Dans le cadre du zhineng qigong, ces « mudras » font partie d’un des éléments clé de la 3eme méthode (wu yuan zhuang 五元庄), avec les sons et les visualisations.
Plusieurs systèmes coexistent :
Les zang 脏 (organes) et les fu 服 (viscères) ont leurs correspondances au niveau de la main. Les extrémités des doigts sont en lien aux organes comme ceci : Pouce – Rate ; Index – Foie ; Majeur – Cœur ; Annulaire – Poumons ; Auriculaire – Reins. La base des doigts, autrement dit la première phalange est reliée aux viscères correspondantes : soit dans l’ordre : Estomac ; vésicule biliaire ; intestin grêle ; gros intestin et vessie. Restent à placer le Péricarde, 2eme phalange du majeur et les Trois foyers sur la 2eme phalange de l’annulaire. Voici pour les 12 organes/viscères. Ce système est utilisé pour les signes des mains dans le zhineng qigong. A la base, deux méthodes existent : Premièrement, en pressant le doigt concerné sur le point se rapportant un organe (zang) en lien avec la pratique. Deuxièmement, en fermant tous les doigts à l’exception de celui concerné par l’organe en lien avec la pratique.

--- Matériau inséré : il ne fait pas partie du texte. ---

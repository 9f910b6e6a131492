use std::f64::consts::PI;

use clap::ValueEnum;
use rand::Rng;
use serde::{Deserialize, Serialize};

#[derive(Clone, Copy, Debug, PartialEq, Eq, ValueEnum, Serialize, Deserialize)]
#[serde(rename_all = "kebab-case")]
pub enum IcType {
    /// One interior cell raised at the centre.
    Pulse,
    /// Fundamental mode of a rim-clamped plate, `sin(pi y) sin(pi x)`.
    Dome,
    /// One to three interior cells raised at seeded positions.
    Presses,
}

impl IcType {
    pub fn as_str(&self) -> &'static str {
        match self {
            IcType::Pulse => "pulse",
            IcType::Dome => "dome",
            IcType::Presses => "presses",
        }
    }
}

/// Fill a `rows x cols` field with a pattern peaking at 1.
pub fn generate_ic<R: Rng>(rng: &mut R, rows: usize, cols: usize, ic: IcType) -> Vec<f64> {
    let mut f = vec![0.0f64; rows * cols];

    match ic {
        IcType::Pulse => {
            f[(rows / 2) * cols + cols / 2] = 1.0;
        }

        IcType::Dome => {
            let (fr, fc) = ((rows - 1) as f64, (cols - 1) as f64);
            for y in 1..(rows - 1) {
                let sy = (PI * y as f64 / fr).sin();
                for x in 1..(cols - 1) {
                    f[y * cols + x] = sy * (PI * x as f64 / fc).sin();
                }
            }
        }

        IcType::Presses => {
            let presses = rng.gen_range(1..=3);
            for _ in 0..presses {
                let y = rng.gen_range(1..rows - 1);
                let x = rng.gen_range(1..cols - 1);
                f[y * cols + x] += rng.gen_range(0.5..1.0);
            }
        }
    }

    scale_to_unit_peak(&mut f);
    f
}

/// Zero the outer ring, for membranes clamped flat at the rim.
pub fn zero_edges(f: &mut [f64], rows: usize, cols: usize) {
    for x in 0..cols {
        f[x] = 0.0;
        f[(rows - 1) * cols + x] = 0.0;
    }
    for y in 0..rows {
        f[y * cols] = 0.0;
        f[y * cols + (cols - 1)] = 0.0;
    }
}

fn scale_to_unit_peak(f: &mut [f64]) {
    let mx = f.iter().copied().fold(0.0f64, f64::max);
    if mx > 0.0 {
        for v in f.iter_mut() {
            *v /= mx;
        }
    }
}

#[cfg(test)]
mod tests {
    use super::*;
    use rand::SeedableRng;
    use rand_chacha::ChaCha8Rng;

    const ALL: [IcType; 3] = [IcType::Pulse, IcType::Dome, IcType::Presses];

    #[test]
    fn same_seed_same_field() {
        for ic in ALL {
            let a = generate_ic(&mut ChaCha8Rng::seed_from_u64(7), 12, 9, ic);
            let b = generate_ic(&mut ChaCha8Rng::seed_from_u64(7), 12, 9, ic);
            assert_eq!(a, b, "{}", ic.as_str());
        }
    }

    #[test]
    fn peak_is_one_and_rim_is_flat() {
        for ic in ALL {
            // Smallest grid with an interior.
            for (rows, cols) in [(3, 3), (16, 24)] {
                let f = generate_ic(&mut ChaCha8Rng::seed_from_u64(1), rows, cols, ic);
                assert_eq!(f.len(), rows * cols);
                assert!(f.iter().all(|v| (0.0..=1.0).contains(v)), "{}", ic.as_str());
                let mx = f.iter().copied().fold(0.0, f64::max);
                assert!((mx - 1.0).abs() < 1e-12, "{} peak {}", ic.as_str(), mx);

                let mut rimless = f.clone();
                zero_edges(&mut rimless, rows, cols);
                assert_eq!(rimless, f, "{} touches the rim", ic.as_str());
            }
        }
    }

    #[test]
    fn pulse_sits_in_the_middle() {
        let f = generate_ic(&mut ChaCha8Rng::seed_from_u64(0), 5, 7, IcType::Pulse);
        assert_eq!(f[2 * 7 + 3], 1.0);
        assert_eq!(f.iter().sum::<f64>(), 1.0);
    }

    #[test]
    fn dome_is_symmetric() {
        let (rows, cols) = (7, 9);
        let f = generate_ic(&mut ChaCha8Rng::seed_from_u64(0), rows, cols, IcType::Dome);
        assert_eq!(f[3 * cols + 4], 1.0);
        for y in 0..rows {
            for x in 0..cols {
                let mirrored = f[(rows - 1 - y) * cols + (cols - 1 - x)];
                assert!((f[y * cols + x] - mirrored).abs() < 1e-12, "({y}, {x})");
            }
        }
    }

    #[test]
    fn presses_are_few_and_seeded() {
        let f = generate_ic(&mut ChaCha8Rng::seed_from_u64(3), 10, 10, IcType::Presses);
        let raised = f.iter().filter(|&&v| v > 0.0).count();
        assert!((1..=3).contains(&raised));

        let differs = (4..20u64)
            .map(|s| generate_ic(&mut ChaCha8Rng::seed_from_u64(s), 10, 10, IcType::Presses))
            .any(|g| g != f);
        assert!(differs);
    }

    #[test]
    fn edges_zeroed() {
        let mut f = vec![1.0; 4 * 5];
        zero_edges(&mut f, 4, 5);
        assert_eq!(f.iter().sum::<f64>(), 2.0 * 3.0);
    }
}
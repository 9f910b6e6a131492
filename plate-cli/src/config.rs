use std::error::Error;
use std::fs;
use std::path::Path;

use clap::ValueEnum;
use plate_core::{
    CornerPolicy, Grid, HeatParams, HeatState, Model, ModelKind, WaveParams, WaveState,
};
use rand::SeedableRng;
use rand_chacha::ChaCha8Rng;
use serde::{Deserialize, Serialize};

use crate::ic::{generate_ic, zero_edges, IcType};

#[derive(Clone, Copy, Debug, Default, PartialEq, Eq, ValueEnum, Serialize, Deserialize)]
#[serde(rename_all = "kebab-case")]
pub enum Corners {
    #[default]
    Diagonal,
    EdgeSweep,
}

impl From<Corners> for CornerPolicy {
    fn from(c: Corners) -> Self {
        match c {
            Corners::Diagonal => CornerPolicy::Diagonal,
            Corners::EdgeSweep => CornerPolicy::EdgeSweep,
        }
    }
}

/// Physical model and its coefficients.
#[derive(Debug, Clone, PartialEq, Serialize, Deserialize)]
#[serde(tag = "mode", rename_all = "snake_case")]
pub enum PhysicsConfig {
    Wave {
        speed: f64,
        dt: f64,
        dx: f64,
    },
    Heat {
        specific_heat: f64,
        density: f64,
        conductivity: f64,
        ambient: f64,
        convection: f64,
        dx: f64,
        dt: f64,
        #[serde(default)]
        corners: Corners,
    },
}

impl PhysicsConfig {
    pub fn kind(&self) -> ModelKind {
        match self {
            PhysicsConfig::Wave { .. } => ModelKind::Wave,
            PhysicsConfig::Heat { .. } => ModelKind::Heat,
        }
    }
}

/// Initial field: `base + amplitude * pattern`, pattern in `[0, 1]`.
#[derive(Debug, Clone, PartialEq, Serialize, Deserialize)]
pub struct InitialConfig {
    pub ic: IcType,
    #[serde(default = "default_amplitude")]
    pub amplitude: f64,
    #[serde(default)]
    pub base: f64,
    #[serde(default = "default_seed")]
    pub seed: u64,
}

fn default_amplitude() -> f64 {
    1.0
}

fn default_seed() -> u64 {
    123
}

#[derive(Debug, Clone, PartialEq, Serialize, Deserialize)]
pub struct RunConfig {
    pub rows: usize,
    pub cols: usize,
    /// Falls back to the per-model default when absent.
    #[serde(default, skip_serializing_if = "Option::is_none")]
    pub iterations: Option<usize>,
    pub physics: PhysicsConfig,
    pub initial: InitialConfig,
}

impl RunConfig {
    pub fn load(path: &Path) -> Result<RunConfig, Box<dyn Error>> {
        let text = fs::read_to_string(path)
            .map_err(|e| format!("reading config {}: {e}", path.display()))?;
        Self::from_json(&text)
    }

    pub fn from_json(text: &str) -> Result<RunConfig, Box<dyn Error>> {
        let config: RunConfig = serde_json::from_str(text)?;
        config.validate()?;
        Ok(config)
    }

    pub fn validate(&self) -> Result<(), Box<dyn Error>> {
        if self.rows < 3 || self.cols < 3 {
            return Err(format!(
                "grid must be at least 3x3 (rows={}, cols={})",
                self.rows, self.cols
            )
            .into());
        }
        if !self.initial.amplitude.is_finite() || !self.initial.base.is_finite() {
            return Err(format!(
                "initial amplitude and base must be finite (amplitude={}, base={})",
                self.initial.amplitude, self.initial.base
            )
            .into());
        }
        Ok(())
    }

    pub fn kind(&self) -> ModelKind {
        self.physics.kind()
    }

    pub fn iterations(&self) -> usize {
        self.iterations
            .unwrap_or_else(|| self.kind().default_iterations())
    }

    /// Start field from the seeded generator.
    pub fn initial_grid(&self) -> Result<Grid, Box<dyn Error>> {
        let (rows, cols) = (self.rows, self.cols);
        let init = &self.initial;
        let mut rng = ChaCha8Rng::seed_from_u64(init.seed);

        let mut field = generate_ic(&mut rng, rows, cols, init.ic);
        if self.kind() == ModelKind::Wave {
            zero_edges(&mut field, rows, cols);
        }
        for v in field.iter_mut() {
            *v = init.base + init.amplitude * *v;
        }
        Ok(Grid::from_vec(rows, cols, field)?)
    }

    /// Validated model, starting at rest (wave) or in equilibrium (heat).
    pub fn build_model(&self) -> Result<Model, Box<dyn Error>> {
        let grid = self.initial_grid()?;
        let model = match self.physics {
            PhysicsConfig::Wave { speed, dt, dx } => {
                Model::wave(WaveState::at_rest(grid), WaveParams::new(speed, dt, dx))?
            }
            PhysicsConfig::Heat {
                specific_heat,
                density,
                conductivity,
                ambient,
                convection,
                dx,
                dt,
                corners,
            } => {
                let params = HeatParams {
                    specific_heat,
                    density,
                    conductivity,
                    ambient,
                    convection,
                    dx,
                    dt,
                };
                Model::heat(HeatState::uniform(grid), params, corners.into())?
            }
        };
        Ok(model)
    }
}
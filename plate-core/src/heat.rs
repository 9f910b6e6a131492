//! Explicit heat diffusion with convective exchange at the plate edges.
//!
//! The interior follows `u_t = l/(c*p) * (u_xx + u_yy)`. Each edge cell is a
//! Robin blend of the ambient temperature `u` and its nearest interior cell:
//!
//! ```text
//! edge = (k*u + inner) / (1 + k),    k = a*h/l
//! ```
//!
//! Edges are always computed after the interior and read the freshly
//! written interior values.

use crate::error::{PlateError, Result};
use crate::grid::Grid;

#[derive(Clone, Copy, Debug, PartialEq)]
pub struct HeatParams {
    /// Specific heat `c`.
    pub specific_heat: f64,
    /// Density `p`.
    pub density: f64,
    /// Thermal conductivity `l`.
    pub conductivity: f64,
    /// Ambient temperature `u`.
    pub ambient: f64,
    /// Convective exchange coefficient `a`.
    pub convection: f64,
    /// Grid spacing `h`.
    pub dx: f64,
    /// Time step `s`.
    pub dt: f64,
}

impl HeatParams {
    /// `l*s / (c*p*h^2)`; the explicit 2D scheme is stable up to 1/4.
    pub fn diffusion_number(&self) -> f64 {
        (self.conductivity * self.dt)
            / (self.specific_heat * self.density * self.dx * self.dx)
    }

    /// `a*h/l`, weight of the ambient temperature at the edges.
    pub fn biot_number(&self) -> f64 {
        self.convection * self.dx / self.conductivity
    }

    pub fn validate(&self) -> Result<()> {
        for (name, value) in [
            ("specific_heat", self.specific_heat),
            ("density", self.density),
            ("conductivity", self.conductivity),
            ("ambient", self.ambient),
            ("convection", self.convection),
            ("dx", self.dx),
            ("dt", self.dt),
        ] {
            if !value.is_finite() {
                return Err(PlateError::invalid_parameter(name, value, "must be finite"));
            }
        }
        if self.dx <= 0.0 {
            return Err(PlateError::invalid_parameter("dx", self.dx, "must be positive"));
        }
        if self.specific_heat * self.density == 0.0 {
            return Err(PlateError::invalid_parameter(
                "specific_heat",
                self.specific_heat * self.density,
                "specific_heat * density must be non-zero",
            ));
        }
        if self.conductivity == 0.0 {
            return Err(PlateError::invalid_parameter(
                "conductivity",
                self.conductivity,
                "must be non-zero",
            ));
        }
        let k = self.biot_number();
        if !k.is_finite() || 1.0 + k == 0.0 {
            return Err(PlateError::invalid_parameter(
                "convection",
                self.convection,
                "1 + convection*dx/conductivity must be non-zero",
            ));
        }
        Ok(())
    }
}

/// How the four corner cells are resolved.
#[derive(Clone, Copy, Debug, Default, PartialEq, Eq)]
pub enum CornerPolicy {
    /// Edges skip the corners; each corner blends with its diagonal interior
    /// neighbour.
    #[default]
    Diagonal,
    /// Full-length passes top, bottom, left, right. Corners are written
    /// twice; the column passes win and read the just-written row edges.
    EdgeSweep,
}

/// Temperature at `t-1` and `t`.
#[derive(Clone, Debug)]
pub struct HeatState {
    pub prev: Grid,
    pub current: Grid,
}

impl HeatState {
    pub fn new(prev: Grid, current: Grid) -> Result<HeatState> {
        current.ensure_same_shape(&prev)?;
        Ok(HeatState { prev, current })
    }

    pub fn uniform(grid: Grid) -> HeatState {
        HeatState {
            prev: grid.clone(),
            current: grid,
        }
    }
}

pub struct HeatStepper {
    params: HeatParams,
    corners: CornerPolicy,
    r: f64,
    ku: f64,
    denom: f64,
    prev: Grid,
    current: Grid,
}

impl HeatStepper {
    pub fn new(state: HeatState, params: HeatParams, corners: CornerPolicy) -> Result<HeatStepper> {
        params.validate()?;
        let HeatState { prev, current } = HeatState::new(state.prev, state.current)?;
        for g in [&prev, &current] {
            if let Some((row, col)) = g.first_non_finite() {
                return Err(PlateError::NonFiniteInput { row, col });
            }
        }

        let r = params.diffusion_number();
        if r > 0.25 {
            log::warn!("heat diffusion number {r:.3} exceeds 0.25, expect divergence");
        }
        let k = params.biot_number();

        log::debug!(
            "heat stepper {}x{}: r={r} k={k} ambient={} corners={corners:?}",
            current.rows(),
            current.cols(),
            params.ambient
        );

        Ok(HeatStepper {
            params,
            corners,
            r,
            ku: k * params.ambient,
            denom: 1.0 + k,
            prev,
            current,
        })
    }

    pub fn params(&self) -> &HeatParams {
        &self.params
    }

    pub fn corner_policy(&self) -> CornerPolicy {
        self.corners
    }

    pub fn current(&self) -> &Grid {
        &self.current
    }

    pub fn prev(&self) -> &Grid {
        &self.prev
    }

    pub fn step(&mut self) {
        self.interior_step();
        match self.corners {
            CornerPolicy::Diagonal => self.apply_robin_diagonal(),
            CornerPolicy::EdgeSweep => self.apply_robin_sweep(),
        }
        self.prev.copy_from(&self.current);
    }

    // ---- Internal numeric routines ----

    fn interior_step(&mut self) {
        let (n, m) = self.current.shape();
        let c = self.r;
        let old = self.prev.as_slice();
        let next = self.current.as_mut_slice();

        for y in 1..(n - 1) {
            let row = y * m;
            for x in 1..(m - 1) {
                let i = row + x;

                let u = old[i];
                let up = old[i - m];
                let down = old[i + m];
                let left = old[i - 1];
                let right = old[i + 1];

                let lap = (up + down + left + right) - 4.0 * u;
                next[i] = c * lap + u;
            }
        }
    }

    fn robin(&self, inner: f64) -> f64 {
        (self.ku + inner) / self.denom
    }

    fn apply_robin_diagonal(&mut self) {
        let (n, m) = self.current.shape();

        for x in 1..(m - 1) {
            self.current[(0, x)] = self.robin(self.current[(1, x)]);
            self.current[(n - 1, x)] = self.robin(self.current[(n - 2, x)]);
        }
        for y in 1..(n - 1) {
            self.current[(y, 0)] = self.robin(self.current[(y, 1)]);
            self.current[(y, m - 1)] = self.robin(self.current[(y, m - 2)]);
        }

        self.current[(0, 0)] = self.robin(self.current[(1, 1)]);
        self.current[(0, m - 1)] = self.robin(self.current[(1, m - 2)]);
        self.current[(n - 1, 0)] = self.robin(self.current[(n - 2, 1)]);
        self.current[(n - 1, m - 1)] = self.robin(self.current[(n - 2, m - 2)]);
    }

    fn apply_robin_sweep(&mut self) {
        let (n, m) = self.current.shape();

        for x in 0..m {
            self.current[(0, x)] = self.robin(self.current[(1, x)]);
        }
        for x in 0..m {
            self.current[(n - 1, x)] = self.robin(self.current[(n - 2, x)]);
        }
        for y in 0..n {
            self.current[(y, 0)] = self.robin(self.current[(y, 1)]);
        }
        for y in 0..n {
            self.current[(y, m - 1)] = self.robin(self.current[(y, m - 2)]);
        }
    }
}

#[cfg(test)]
mod tests {
    use super::*;

    fn params(ambient: f64) -> HeatParams {
        HeatParams {
            specific_heat: 1.0,
            density: 1.0,
            conductivity: 1.0,
            ambient,
            convection: 1.0,
            dx: 1.0,
            dt: 0.1,
        }
    }

    #[test]
    fn numbers() {
        let p = HeatParams {
            specific_heat: 2.0,
            density: 4.0,
            conductivity: 0.5,
            dx: 0.5,
            dt: 0.2,
            convection: 3.0,
            ambient: 0.0,
        };
        assert!((p.diffusion_number() - 0.05).abs() < 1e-12);
        assert!((p.biot_number() - 3.0).abs() < 1e-12);
    }

    #[test]
    fn validate_rejects_degenerate_material() {
        let mut p = params(0.0);
        p.density = 0.0;
        assert!(matches!(
            p.validate(),
            Err(PlateError::InvalidParameter { name: "specific_heat", .. })
        ));

        let mut p = params(0.0);
        p.conductivity = 0.0;
        assert!(matches!(
            p.validate(),
            Err(PlateError::InvalidParameter { name: "conductivity", .. })
        ));

        // k = -1 makes the Robin denominator vanish.
        let mut p = params(0.0);
        p.convection = -1.0;
        assert!(matches!(
            p.validate(),
            Err(PlateError::InvalidParameter { name: "convection", .. })
        ));
    }

    #[test]
    fn interior_matches_stencil() {
        let mut g = Grid::new(5, 5).unwrap();
        g[(2, 2)] = 1.0;
        let mut h =
            HeatStepper::new(HeatState::uniform(g), params(0.0), CornerPolicy::Diagonal).unwrap();
        h.step();

        let c = h.current();
        assert!((c[(2, 2)] - (1.0 - 0.4)).abs() < 1e-12);
        assert!((c[(1, 2)] - 0.1).abs() < 1e-12);
        // Top edge above (1, 2) blends ambient 0 with 0.1.
        assert!((c[(0, 2)] - 0.05).abs() < 1e-12);
        assert_eq!(h.prev(), h.current());
    }

    #[test]
    fn first_step_reads_prev_not_current() {
        let prev = Grid::filled(4, 4, 2.0).unwrap();
        let current = Grid::filled(4, 4, 9.0).unwrap();
        let mut h = HeatStepper::new(
            HeatState::new(prev, current).unwrap(),
            params(2.0),
            CornerPolicy::Diagonal,
        )
        .unwrap();
        h.step();
        assert!(h.current().as_slice().iter().all(|&v| (v - 2.0).abs() < 1e-12));
    }

    #[test]
    fn diagonal_corners_read_interior() {
        let mut g = Grid::new(4, 5).unwrap();
        g[(1, 1)] = 4.0;
        g[(2, 3)] = 8.0;
        // r = 0 leaves the interior untouched.
        let mut p = params(0.0);
        p.dt = 0.0;
        let mut h = HeatStepper::new(HeatState::uniform(g), p, CornerPolicy::Diagonal).unwrap();
        h.step();

        let c = h.current();
        assert_eq!(c[(0, 0)], 2.0);
        assert_eq!(c[(3, 4)], 4.0);
        assert_eq!(c[(0, 4)], 0.0);
        assert_eq!(c[(3, 0)], 0.0);
    }

    #[test]
    fn sweep_corners_take_column_pass() {
        let mut p = params(10.0);
        p.dt = 0.0;
        let start = HeatState::uniform(Grid::new(4, 4).unwrap());
        let mut h = HeatStepper::new(start, p, CornerPolicy::EdgeSweep).unwrap();
        h.step();

        let c = h.current();
        for (i, j) in [(0, 0), (0, 3), (3, 0), (3, 3)] {
            assert_eq!(c[(i, j)], 7.5, "corner ({i}, {j})");
        }
        assert_eq!(c[(0, 1)], 5.0);
        assert_eq!(c[(2, 3)], 5.0);
    }
}
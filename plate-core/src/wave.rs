//! Leapfrog scheme for the transverse wave equation `u_tt = a^2 (u_xx + u_yy)`.

use crate::error::{PlateError, Result};
use crate::grid::Grid;

#[derive(Clone, Copy, Debug, PartialEq)]
pub struct WaveParams {
    /// Propagation speed `a`.
    pub speed: f64,
    /// Time step `s`.
    pub dt: f64,
    /// Grid spacing `h`.
    pub dx: f64,
}

impl WaveParams {
    pub fn new(speed: f64, dt: f64, dx: f64) -> Self {
        WaveParams { speed, dt, dx }
    }

    /// `a*s/h`; the scheme is stable for values up to 1.
    pub fn courant(&self) -> f64 {
        self.speed * self.dt / self.dx
    }

    pub fn validate(&self) -> Result<()> {
        for (name, value) in [("speed", self.speed), ("dt", self.dt), ("dx", self.dx)] {
            if !value.is_finite() {
                return Err(PlateError::invalid_parameter(name, value, "must be finite"));
            }
        }
        if self.dx <= 0.0 {
            return Err(PlateError::invalid_parameter("dx", self.dx, "must be positive"));
        }
        Ok(())
    }

    fn coefficient(&self) -> f64 {
        let c = self.courant();
        c * c
    }
}

/// Field at `t-2`, `t-1` and `t`.
#[derive(Clone, Debug)]
pub struct WaveState {
    pub prev2: Grid,
    pub prev1: Grid,
    pub current: Grid,
}

impl WaveState {
    pub fn new(prev2: Grid, prev1: Grid, current: Grid) -> Result<WaveState> {
        current.ensure_same_shape(&prev1)?;
        current.ensure_same_shape(&prev2)?;
        Ok(WaveState {
            prev2,
            prev1,
            current,
        })
    }

    /// A membrane held in `shape` with zero initial velocity.
    pub fn at_rest(shape: Grid) -> WaveState {
        WaveState {
            prev2: shape.clone(),
            prev1: shape.clone(),
            current: shape,
        }
    }
}

pub struct WaveStepper {
    params: WaveParams,
    coef: f64,
    prev2: Grid,
    prev1: Grid,
    current: Grid,
}

impl WaveStepper {
    /// Each buffer keeps its own boundary ring for the whole run. The ring
    /// of `state.current` is the clamp seen in every frame; the ring of
    /// `state.prev1` is what the stencil reads next to the edges.
    pub fn new(state: WaveState, params: WaveParams) -> Result<WaveStepper> {
        params.validate()?;
        let WaveState {
            prev2,
            prev1,
            current,
        } = WaveState::new(state.prev2, state.prev1, state.current)?;
        for g in [&prev2, &prev1, &current] {
            if let Some((row, col)) = g.first_non_finite() {
                return Err(PlateError::NonFiniteInput { row, col });
            }
        }

        let courant = params.courant();
        if courant > 1.0 {
            log::warn!("wave courant number {courant:.3} exceeds 1, expect divergence");
        }

        log::debug!(
            "wave stepper {}x{}: a={} s={} h={}",
            current.rows(),
            current.cols(),
            params.speed,
            params.dt,
            params.dx
        );

        Ok(WaveStepper {
            params,
            coef: params.coefficient(),
            prev2,
            prev1,
            current,
        })
    }

    pub fn params(&self) -> &WaveParams {
        &self.params
    }

    pub fn current(&self) -> &Grid {
        &self.current
    }

    pub fn prev1(&self) -> &Grid {
        &self.prev1
    }

    pub fn prev2(&self) -> &Grid {
        &self.prev2
    }

    /// Advances one step. The new field is written over the oldest buffer,
    /// which then rotates to the front of the history. Rings are exchanged
    /// before the rotation so they stay with their time level.
    pub fn step(&mut self) {
        let (n, m) = self.current.shape();
        let c = self.coef;
        let old = self.prev1.as_slice();
        let next = self.prev2.as_mut_slice();

        for y in 1..(n - 1) {
            let row = y * m;
            for x in 1..(m - 1) {
                let i = row + x;

                let u = old[i];
                let up = old[i - m];
                let down = old[i + m];
                let left = old[i - 1];
                let right = old[i + 1];

                let lap = (up + down + left + right) - 4.0 * u;
                next[i] = c * lap + 2.0 * u - next[i];
            }
        }

        self.prev2.swap_boundary_with(&mut self.prev1);
        std::mem::swap(&mut self.prev2, &mut self.prev1);
        self.current.copy_interior_from(&self.prev1);
    }
}

#[cfg(test)]
mod tests {
    use super::*;

    fn pulse(n: usize, value: f64) -> Grid {
        let mut g = Grid::new(n, n).unwrap();
        g[(n / 2, n / 2)] = value;
        g
    }

    #[test]
    fn validate_rejects_zero_spacing() {
        let err = WaveParams::new(1.0, 0.1, 0.0).validate().unwrap_err();
        assert!(matches!(err, PlateError::InvalidParameter { name: "dx", .. }));
    }

    #[test]
    fn validate_rejects_nan() {
        let err = WaveParams::new(f64::NAN, 0.1, 1.0).validate().unwrap_err();
        assert!(matches!(err, PlateError::InvalidParameter { name: "speed", .. }));
    }

    #[test]
    fn mismatched_history_is_rejected() {
        let state = WaveState {
            prev2: Grid::new(5, 5).unwrap(),
            prev1: Grid::new(5, 4).unwrap(),
            current: Grid::new(5, 5).unwrap(),
        };
        let err = WaveStepper::new(state, WaveParams::new(1.0, 0.1, 1.0))
            .err()
            .unwrap();
        assert_eq!(
            err,
            PlateError::DimensionMismatch {
                expected: (5, 5),
                actual: (5, 4)
            }
        );
    }

    #[test]
    fn single_step_matches_stencil() {
        // a*s/h = 0.1, so the coefficient is 0.01.
        let mut w = WaveStepper::new(
            WaveState::at_rest(pulse(5, 1.0)),
            WaveParams::new(1.0, 0.1, 1.0),
        )
        .unwrap();
        w.step();

        let g = w.current();
        assert!((g[(2, 2)] - (0.01 * -4.0 + 2.0 - 1.0)).abs() < 1e-12);
        for (i, j) in [(1, 2), (3, 2), (2, 1), (2, 3)] {
            assert!((g[(i, j)] - 0.01).abs() < 1e-12, "cell ({i}, {j})");
        }
        for (i, j) in [(1, 1), (1, 3), (3, 1), (3, 3)] {
            assert_eq!(g[(i, j)], 0.0, "cell ({i}, {j})");
        }
        assert_eq!(w.prev2()[(2, 2)], 1.0);
        assert_eq!(w.prev1(), w.current());
    }

    #[test]
    fn history_rings_are_kept_and_read() {
        let mut prev2 = Grid::new(5, 5).unwrap();
        prev2[(0, 2)] = 5.0;
        let mut prev1 = Grid::new(5, 5).unwrap();
        prev1[(0, 2)] = 1.0;
        let mut w = WaveStepper::new(
            WaveState::new(prev2, prev1, Grid::new(5, 5).unwrap()).unwrap(),
            WaveParams::new(1.0, 0.1, 1.0),
        )
        .unwrap();

        w.step();
        // The stencil at (1, 2) sees prev1's edge value above it.
        assert!((w.current()[(1, 2)] - 0.01).abs() < 1e-12);
        assert_eq!(w.current()[(0, 2)], 0.0);
        assert_eq!(w.prev1()[(0, 2)], 1.0);
        assert_eq!(w.prev2()[(0, 2)], 5.0);

        w.step();
        // lap = 1 + 0 + 0 + 0 - 4*0.01, plus 2*0.01 - 0.
        assert!((w.current()[(1, 2)] - (0.01 * 0.96 + 0.02)).abs() < 1e-12);
        assert_eq!(w.current()[(0, 2)], 0.0);
        assert_eq!(w.prev1()[(0, 2)], 1.0);
        assert_eq!(w.prev2()[(0, 2)], 5.0);
    }
}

Les 12 « branches terrestres» (shi er di zhi 十二地支) qui sont dans l’ordre : zi 子,chou 丑, yin 寅,mao 卯,chen 辰 , si 巳, wu 午, wei 未, shen 申, you 酉, xu 戌 et hai 亥. Elles étaient notamment traditionnellement utilisées pour identifier les 12 mois de l’année et les 12 périodes de deux heures qui constituent une journée.
Le cycle des 12 animaux (rat, buffle, tigre, lapin, dragon, serpent, cheval, chèvre, singe, coq, chien, cochon), est une variante du cycle des 12 branches terrestres. Le cycle des 12 di zhi en se combinant avec le cycle des 10 troncs célestes (shi tian gan 十天干) forme le cycle sexagésimal de 60 ans.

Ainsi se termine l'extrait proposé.